Edible fats come in four major categories – monounsaturated fat, polyunsaturated fat, saturated fat and trans fat.
The good – Monounsaturated and Polyunsaturated fats
Monounsaturated fats have one double bonded unsaturated carbon in the molecule. When taken in moderation, they are said to bring down cholesterol levels, thereby reducing the risk of heart disease. But that’s not all – monounsaturated fats also contain the antioxidant Vitamin E among other nutrients essential to the healthy functioning of body cells.
Oils such as olive, sunflower, peanut, sesame and canola are rich sources of monounsaturated fats. Alternatively, you could also go for nuts, seeds and natural peanut butter.
Polyunsaturated fats
The thing about polyunsaturated fats is that they contain more than one double-bonded unsaturated carbon in the molecule. Like monounsaturated fats, they are also known to bring down cholesterol levels and reduce the risk of heart disease. But they are probably best known for being rich sources of essential fatty acids such as omega-3 and omega -6 which the body cannot produce on its own. These fatty acids are vital to brain and body function.
Salmon, mackerel, herring, trout are some of the fish that are rich in these fats. Sunflower seeds, walnuts and vegetable oils such as safflower, soy bean and corn oil are other sources of polyunsaturated fats.
The bad – Saturated Fats
And now comes the bad part. Saturated fats are basically fats with carbon atoms saturated with hydrogen atoms. They have the opposite effect of good fats - raise cholesterol levels in the blood, thereby increasing the risk of heart disease and possibly leading to heart attacks and strokes.
Meat, dairy products, coconut oil and palm oil have loads of saturated fats and should be either completely avoided or eaten only rarely in order to ensure that cholesterol levels do not shoot up.
The ugly – Trans fats
And this is the downright ugly truth – Trans fats are not only extremely bad for you and could actually shorten your life greatly, they are in fact man made.
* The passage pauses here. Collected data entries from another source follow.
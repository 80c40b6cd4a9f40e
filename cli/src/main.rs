//! pdfdeck CLI - PDF to editable PowerPoint converter

use std::fs;
use std::path::{Path, PathBuf};
use std::time::Duration;

use clap::{Args, Parser, Subcommand, ValueEnum};
use colored::Colorize;
use indicatif::{ProgressBar, ProgressStyle};

use pdfdeck::{
    ClassifierConfig, ConversionStats, ConvertOptions, Converter, PdfParser, ShapePlacement,
    StyleDefaults, PPTX_MIME_TYPE,
};

#[derive(Parser)]
#[command(name = "pdfdeck")]
#[command(version)]
#[command(about = "Convert PDF documents into editable PowerPoint decks", long_about = None)]
struct Cli {
    /// Input PDF file
    #[arg(value_name = "FILE")]
    input: Option<PathBuf>,

    /// Output .pptx file
    #[arg(value_name = "OUTPUT")]
    output: Option<PathBuf>,

    #[command(subcommand)]
    command: Option<Commands>,
}

#[derive(Subcommand)]
enum Commands {
    /// Convert a PDF into a .pptx deck
    Convert {
        /// Input PDF file
        #[arg(value_name = "FILE")]
        input: PathBuf,

        /// Output file (defaults to the input name with .pptx)
        #[arg(short, long, value_name = "FILE")]
        output: Option<PathBuf>,

        #[command(flatten)]
        tuning: Tuning,
    },

    /// Show document information
    Info {
        /// Input PDF file
        #[arg(value_name = "FILE")]
        input: PathBuf,

        /// Print metadata as JSON
        #[arg(long)]
        json: bool,
    },

    /// Show version information
    Version,
}

#[derive(Args, Default)]
struct Tuning {
    /// Where recovered shapes are placed
    #[arg(long, value_enum, default_value = "fixed")]
    placement: Placement,

    /// Binarization threshold (0-255)
    #[arg(long, value_name = "N")]
    threshold: Option<u8>,

    /// Polygon approximation tolerance, relative to contour length
    #[arg(long, value_name = "RATIO")]
    epsilon: Option<f64>,

    /// Fallback font for text without a font name
    #[arg(long, value_name = "NAME", env = "PDFDECK_FONT")]
    font: Option<String>,

    /// Fallback font size in points
    #[arg(long, value_name = "PT")]
    font_size: Option<f64>,

    /// Size slides to the first page instead of 10 x 7.5 in
    #[arg(long)]
    page_size: bool,

    /// Process pages on a single thread
    #[arg(long)]
    sequential: bool,
}

#[derive(Copy, Clone, Default, PartialEq, Eq, ValueEnum)]
enum Placement {
    /// Fixed frame per shape kind
    #[default]
    Fixed,
    /// Contour bounding box mapped onto the page
    Contour,
}

impl From<Placement> for ShapePlacement {
    fn from(placement: Placement) -> Self {
        match placement {
            Placement::Fixed => ShapePlacement::Fixed,
            Placement::Contour => ShapePlacement::ContourBounds,
        }
    }
}

impl Tuning {
    fn to_options(&self) -> ConvertOptions {
        let mut classifier = ClassifierConfig::default();
        if let Some(threshold) = self.threshold {
            classifier = classifier.with_threshold(threshold);
        }
        if let Some(ratio) = self.epsilon {
            classifier = classifier.with_epsilon_ratio(ratio);
        }

        let mut style = StyleDefaults::default();
        if let Some(ref font) = self.font {
            style = style.with_font_name(font.clone());
        }
        if let Some(size) = self.font_size {
            style = style.with_font_size(size);
        }

        let mut options = ConvertOptions::new()
            .with_parallel(!self.sequential)
            .with_classifier(classifier)
            .with_style_defaults(style)
            .with_placement(self.placement.into());
        if self.page_size {
            options = options.with_page_sized_slides();
        }
        options
    }
}

fn main() {
    env_logger::init();

    let cli = Cli::parse();

    let result = match cli.command {
        Some(Commands::Convert {
            input,
            output,
            tuning,
        }) => cmd_convert(&input, output.as_deref(), &tuning),
        Some(Commands::Info { input, json }) => cmd_info(&input, json),
        Some(Commands::Version) => {
            cmd_version();
            Ok(())
        }
        None => {
            // Default behavior: convert if input is provided
            if let Some(input) = cli.input {
                cmd_convert(&input, cli.output.as_deref(), &Tuning::default())
            } else {
                println!("{}", "Usage: pdfdeck <FILE> [OUTPUT]".yellow());
                println!("       pdfdeck --help for more information");
                Ok(())
            }
        }
    };

    if let Err(e) = result {
        eprintln!("{}: {}", "Error".red().bold(), e);
        std::process::exit(1);
    }
}

fn default_output(input: &Path) -> PathBuf {
    input.with_extension("pptx")
}

fn cmd_convert(
    input: &Path,
    output: Option<&Path>,
    tuning: &Tuning,
) -> Result<(), Box<dyn std::error::Error>> {
    let output = output
        .map(Path::to_path_buf)
        .unwrap_or_else(|| default_output(input));

    let pb = ProgressBar::new_spinner();
    pb.set_style(ProgressStyle::default_spinner().template("{spinner:.green} {msg}")?);
    pb.enable_steady_tick(Duration::from_millis(100));

    pb.set_message("Reading PDF...");
    let data = fs::read(input)?;

    pb.set_message("Converting pages...");
    let converter = Converter::new(tuning.to_options());
    let (deck, stats) = converter.convert_with_stats(&data)?;

    pb.set_message("Writing presentation...");
    let bytes = deck.to_pptx_bytes()?;
    fs::write(&output, &bytes)?;

    pb.finish_and_clear();

    println!(
        "{} {} ({})",
        "Saved to".green(),
        output.display(),
        PPTX_MIME_TYPE.dimmed()
    );
    print_stats(&stats);
    Ok(())
}

fn print_stats(stats: &ConversionStats) {
    println!("  {} {} slides", "├─".dimmed(), stats.pages);
    println!("  {} {} text boxes", "├─".dimmed(), stats.text_boxes);
    println!(
        "  {} {} shapes ({} rectangles, {} triangles, {} circles) from {} images",
        "├─".dimmed(),
        stats.shape_count(),
        stats.rectangles,
        stats.triangles,
        stats.circles,
        stats.images
    );
    let failures = format!("{} undecodable images", stats.image_decode_failures);
    if stats.image_decode_failures > 0 {
        println!("  {} {}", "└─".dimmed(), failures.yellow());
    } else {
        println!("  {} {}", "└─".dimmed(), failures);
    }
}

fn cmd_info(input: &Path, json: bool) -> Result<(), Box<dyn std::error::Error>> {
    let parser = PdfParser::open(input)?;
    let metadata = parser.metadata();

    if json {
        println!("{}", serde_json::to_string_pretty(&metadata)?);
        return Ok(());
    }

    println!("{}", "Document Information".cyan().bold());
    println!("{}", "─".repeat(40).dimmed());

    println!("{}: {}", "File".bold(), input.display());
    println!("{}: PDF {}", "Format".bold(), metadata.pdf_version);
    println!("{}: {}", "Pages".bold(), metadata.page_count);

    if parser.page_count() > 0 {
        let (width, height) = parser.page_size(0)?;
        println!(
            "{}: {:.0} x {:.0} pt ({:.2} x {:.2} in)",
            "Page size".bold(),
            width,
            height,
            width / 72.0,
            height / 72.0
        );
    }

    if let Some(ref title) = metadata.title {
        println!("{}: {}", "Title".bold(), title);
    }
    if let Some(ref author) = metadata.author {
        println!("{}: {}", "Author".bold(), author);
    }
    if let Some(ref creator) = metadata.creator {
        println!("{}: {}", "Creator".bold(), creator);
    }
    if let Some(ref producer) = metadata.producer {
        println!("{}: {}", "Producer".bold(), producer);
    }
    if let Some(ref created) = metadata.created {
        println!("{}: {}", "Created".bold(), created);
    }
    if let Some(ref modified) = metadata.modified {
        println!("{}: {}", "Modified".bold(), modified);
    }

    Ok(())
}

fn cmd_version() {
    println!("{} {}", "pdfdeck".cyan().bold(), env!("CARGO_PKG_VERSION"));
    println!("PDF to editable PowerPoint converter");
    println!();
    println!("License: MIT");
}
Yes! Trans fats are made when hydrogen is forced into liquid vegetable oils to solidify them. Trans fats are used in fried foods and other commercial products that have preservatives to increase their shelf life. While these foods may be convenient, they are pretty much poisonous when it comes to the effect they have on the human body and must be avoided at all costs.
Donuts, fried foods such as French fries, hydrogenated margarine, hydrogenated shortening, pastries, biscuits, cookies and all the ‘good stuff’ are all sources of trans fats and don’t just settle on your hips, they could actually kill you.
So, now that you have the facts on edible fats, you might want to begin replacing the bad and the ugly with the good!